Dresses were presented in colourful Asian-influenced brocades, white silks, and sheer fabrics worn over bikini bottoms. In terms of silhouettes, there were shift dresses, bias cut evening dresses, and flapper dresses with fringe. More unusually, McQueen also showed cocktail dresses with collars so high they obscured the face, which have been described as a Surrealist touch. Some items had Japanese-influenced shapes, such as a silk brocade jacket with kimono-like sleeves from Look 61.

Many items were embellished with slashes of what looked like neon spray paint.' A tyre track print that first occurred in The Birds (Spring/Summer 1995) was used again for Look 63. Zippers were placed in unusual places: on the knees, or in spots that would be revealing, such as across the nipples. The slashing effect caused by the zippers may have been a reference to the dismembered look of Bellmer's dolls. Judith Watt felt they may have been a reference to the Surrealist designs of Elsa Schiaparelli. She also considered that they may have been inspired by Manism 2, a 1991 collection by John McKitterick; McQueen worked for McKitterick briefly during the early 1990s.

=== Accessories ===

What set [McQueen] apart from other designers at the time ... is that he had a good eye for finding accessory designers who were on the edge of fashion. They didn’t come from a normal trajectory of fashion.
— Dai Rees, quoted in Gods and Kings (2015)

Dai Rees, a Welsh sculptor and friend of McQueen's, was responsible for the show's headpieces and leather accessories. He was recruited by Katy England, who styled for McQueen in addition to working at the fashion magazine Dazed & Confused. Rees normally worked in pottery, but was working on something new – latticed headpieces made from stripped-down quill feathers – and had been told by a friend to show his work to a fashion stylist. England directed Rees to McQueen, who was immediately taken and commissioned fifteen pieces for the show: cages for the head in various metallic shades, as well as quill-covered leather items. According to Rees, McQueen had an ulterior motive in hiring him: he knew it would irritate Treacy, his usual hatmaker-cum-rival, who did not get along with Rees.

McQueen commissioned another friend, jeweller Shaun Leane, to work on the show. The jewellery items he commissioned were unusual – grids worn on the face, or neck-pieces that protruded well off the body. Theorist Caroline Evans wrote that they "mirrored the elegant cruelty of McQueen's razor-sharp cutting techniques".
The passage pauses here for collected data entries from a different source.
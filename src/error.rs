//! Error taxonomy for call signaling.

use thiserror::Error;

pub type Result<T, E = CallError> = std::result::Result<T, E>;

#[derive(Debug, Error)]
pub enum CallError {
    /// A precondition on session or identity state does not hold.
    #[error("invalid state: {0}")]
    InvalidState(String),

    #[error("no peer session registered for {0}")]
    UnknownPeer(String),

    #[error("a live peer session already exists for {0}")]
    DuplicateSubscription(String),

    /// Informational: the join was buffered until the local publish completes.
    #[error("publisher not ready, join from {0} buffered")]
    PublisherNotReady(String),

    #[error("unrecognized event type: {0}")]
    UnrecognizedEvent(String),

    #[error("event is missing required field: {0}")]
    MalformedEvent(&'static str),

    #[error("invalid local media: {0}")]
    InvalidMedia(String),

    #[error("transport failure: {0}")]
    TransportFailure(String),

    #[error("network failure: {0}")]
    NetworkFailure(String),

    #[error("decode error: {0}")]
    Decode(#[from] serde_json::Error),

    /// Retry budget exhausted while polling for events.
    #[error("connection to the signaling server lost")]
    ConnectionLost,
}

impl CallError {
    /// Failures that do not indicate anything went wrong, only that work was deferred.
    pub fn is_informational(&self) -> bool {
        matches!(self, Self::PublisherNotReady(_))
    }
}

impl From<webrtc::Error> for CallError {
    fn from(err: webrtc::Error) -> Self {
        Self::TransportFailure(err.to_string())
    }
}

impl From<ureq::Error> for CallError {
    fn from(err: ureq::Error) -> Self {
        Self::NetworkFailure(err.to_string())
    }
}

impl From<tokio::task::JoinError> for CallError {
    fn from(err: tokio::task::JoinError) -> Self {
        Self::NetworkFailure(format!("request task failed: {err}"))
    }
}
use crate::peer::connection::PeerTransport;
use crate::peer::types::{MediaStatus, Participant};
use std::collections::{BTreeSet, HashMap};
use std::fmt;
use std::sync::Arc;

/// Slot of the local publish session.
pub const LOCAL_SLOT: u32 = 0;

/// One negotiation channel to (or from) a participant.
#[derive(Clone)]
pub struct PeerSession {
    pub participant: Participant,
    pub slot: u32,
    pub transport: Arc<dyn PeerTransport>,
    /// Set once the remote description has been applied; candidates are
    /// buffered until then.
    pub has_remote_description: bool,
}

impl PeerSession {
    pub fn new(participant: Participant, slot: u32, transport: Arc<dyn PeerTransport>) -> Self {
        Self {
            participant,
            slot,
            transport,
            has_remote_description: false,
        }
    }

    pub fn id(&self) -> &str {
        &self.participant.id
    }
}

impl fmt::Debug for PeerSession {
    fn fmt(&self, f: &mut fmt::Formatter<'_>) -> fmt::Result {
        f.debug_struct("PeerSession")
            .field("participant", &self.participant.id)
            .field("slot", &self.slot)
            .field("state", &self.transport.connection_state())
            .field("has_remote_description", &self.has_remote_description)
            .finish()
    }
}

/// Maps participant ids to their peer sessions, slots and media flags.
#[derive(Debug, Default)]
pub struct PeerRegistry {
    local_id: Option<String>,
    sessions: HashMap<String, PeerSession>,
    used_slots: BTreeSet<u32>,
    media: HashMap<String, MediaStatus>,
    remote_count: usize,
}

impl PeerRegistry {
    pub fn new() -> Self {
        Self::default()
    }

    pub fn set_local_id(&mut self, id: Option<String>) {
        self.local_id = id;
    }

    fn is_local(&self, id: &str) -> bool {
        self.local_id.as_deref() == Some(id)
    }

    /// Registers `session`, first removing any session it supersedes.
    pub fn put(&mut self, id: &str, session: PeerSession) -> Option<PeerSession> {
        let previous = self.remove(id);
        if !self.is_local(id) {
            self.remote_count += 1;
        }
        self.used_slots.insert(session.slot);
        self.sessions.insert(id.to_owned(), session);
        previous
    }

    pub fn get(&self, id: &str) -> Option<&PeerSession> {
        self.sessions.get(id)
    }

    pub fn get_mut(&mut self, id: &str) -> Option<&mut PeerSession> {
        self.sessions.get_mut(id)
    }

    pub fn contains(&self, id: &str) -> bool {
        self.sessions.contains_key(id)
    }

    /// Removes the session and media flags for `id`. Unknown ids are a no-op.
    pub fn remove(&mut self, id: &str) -> Option<PeerSession> {
        self.media.remove(id);
        let removed = self.sessions.remove(id)?;
        self.used_slots.remove(&removed.slot);
        if !self.is_local(id) {
            self.remote_count = self.remote_count.saturating_sub(1);
        }
        Some(removed)
    }

    pub fn remove_many<'a, I>(&mut self, ids: I) -> Vec<PeerSession>
    where
        I: IntoIterator<Item = &'a str>,
    {
        ids.into_iter().filter_map(|id| self.remove(id)).collect()
    }

    pub fn all(&self) -> impl Iterator<Item = &PeerSession> {
        self.sessions.values()
    }

    pub fn ids(&self) -> Vec<String> {
        self.sessions.keys().cloned().collect()
    }

    pub fn len(&self) -> usize {
        self.sessions.len()
    }

    pub fn is_empty(&self) -> bool {
        self.sessions.is_empty()
    }

    pub fn remote_count(&self) -> usize {
        self.remote_count
    }

    /// Lowest positive slot not held by a live session.
    pub fn next_free_slot(&self) -> u32 {
        let mut candidate = LOCAL_SLOT + 1;
        for &used in self.used_slots.range(candidate..) {
            if used != candidate {
                break;
            }
            candidate += 1;
        }
        candidate
    }

    /// Slots of remote sessions, ascending.
    pub fn remote_slots(&self) -> Vec<u32> {
        self.used_slots
            .iter()
            .copied()
            .filter(|slot| *slot != LOCAL_SLOT)
            .collect()
    }

    pub fn media_status(&self, id: &str) -> Option<MediaStatus> {
        self.media.get(id).copied()
    }

    pub fn media_status_mut(&mut self, id: &str) -> &mut MediaStatus {
        self.media.entry(id.to_owned()).or_default()
    }

    pub fn clear(&mut self) -> Vec<PeerSession> {
        let ids = self.ids();
        self.remove_many(ids.iter().map(String::as_str))
    }
}

#[cfg(test)]
mod tests {
    use super::*;
    use crate::error::Result;
    use crate::peer::types::{ConnectionState, IceCandidate, LocalMedia, MediaKind};
    use async_trait::async_trait;

    struct NullTransport;

    #[async_trait]
    impl PeerTransport for NullTransport {
        async fn add_local_media(&self, _media: &LocalMedia) -> Result<()> {
            Ok(())
        }
        async fn add_receive_only(&self, _kind: MediaKind) -> Result<()> {
            Ok(())
        }
        async fn create_offer(&self) -> Result<String> {
            Ok(String::new())
        }
        async fn set_local_offer(&self, _sdp: &str) -> Result<()> {
            Ok(())
        }
        async fn set_remote_answer(&self, _sdp: &str) -> Result<()> {
            Ok(())
        }
        async fn add_ice_candidate(&self, _candidate: &IceCandidate) -> Result<()> {
            Ok(())
        }
        fn connection_state(&self) -> ConnectionState {
            ConnectionState::New
        }
        async fn close(&self) -> Result<()> {
            Ok(())
        }
    }

    fn session(id: &str, slot: u32) -> PeerSession {
        PeerSession::new(Participant::new(id), slot, Arc::new(NullTransport))
    }

    fn registry_with_slots(slots: &[u32]) -> PeerRegistry {
        let mut registry = PeerRegistry::new();
        registry.set_local_id(Some("me".into()));
        for slot in slots {
            let id = format!("u{slot}");
            registry.put(&id, session(&id, *slot));
        }
        registry
    }

    #[test]
    fn next_slot_fills_the_lowest_gap() {
        assert_eq!(registry_with_slots(&[1, 3, 4]).next_free_slot(), 2);
        assert_eq!(registry_with_slots(&[1, 2, 3]).next_free_slot(), 4);
        assert_eq!(registry_with_slots(&[]).next_free_slot(), 1);
        assert_eq!(registry_with_slots(&[2]).next_free_slot(), 1);
    }

    #[test]
    fn local_slot_is_never_handed_out() {
        let mut registry = registry_with_slots(&[]);
        registry.put("me", session("me", LOCAL_SLOT));
        assert_eq!(registry.next_free_slot(), 1);
        assert!(registry.remote_slots().is_empty());
        assert_eq!(registry.remote_count(), 0);
    }

    #[test]
    fn removing_unknown_id_is_a_noop() {
        let mut registry = registry_with_slots(&[1]);
        assert!(registry.remove("ghost").is_none());
        assert!(registry.remove_many(["ghost", "phantom"]).is_empty());
        assert_eq!(registry.len(), 1);
        assert_eq!(registry.remote_count(), 1);
    }

    #[test]
    fn put_supersedes_existing_session() {
        let mut registry = registry_with_slots(&[1]);
        let previous = registry.put("u1", session("u1", 2));
        assert_eq!(previous.map(|s| s.slot), Some(1));
        assert_eq!(registry.remote_slots(), vec![2]);
        assert_eq!(registry.remote_count(), 1);
    }

    #[test]
    fn removal_discards_media_status_and_frees_slot() {
        let mut registry = registry_with_slots(&[1, 2]);
        registry.media_status_mut("u1").set(MediaKind::Audio, false);
        registry.remove("u1");
        assert!(registry.media_status("u1").is_none());
        assert_eq!(registry.next_free_slot(), 1);
        assert_eq!(registry.remote_count(), 1);
    }

    #[test]
    fn local_removal_keeps_remote_count() {
        let mut registry = registry_with_slots(&[1]);
        registry.put("me", session("me", LOCAL_SLOT));
        registry.remove("me");
        assert_eq!(registry.remote_count(), 1);
        assert_eq!(registry.clear().len(), 1);
        assert_eq!(registry.remote_count(), 0);
    }
}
McQueen worked with Leane to develop larger items that would restrict the models' bodies in various ways. He hoped to have them move unnaturally, as a reference to Bellmer's mechanical dolls and marionettes. Leane produced a square frame that locked on to the model's body above the elbows and knees, and another that fit into the sleeves of a jacket and forced the model's arms to extend horizontally. (Note: Sarah Burton recalls the frame as being produced by a Brick Lane metalworker.) Although the coat has conventional raglan sleeves, the distorting effect of the frame gives the effect of a "doll that has been pieced together". Authors have variously interpreted this look as being a reference to wings in flight or being fastened in stocks.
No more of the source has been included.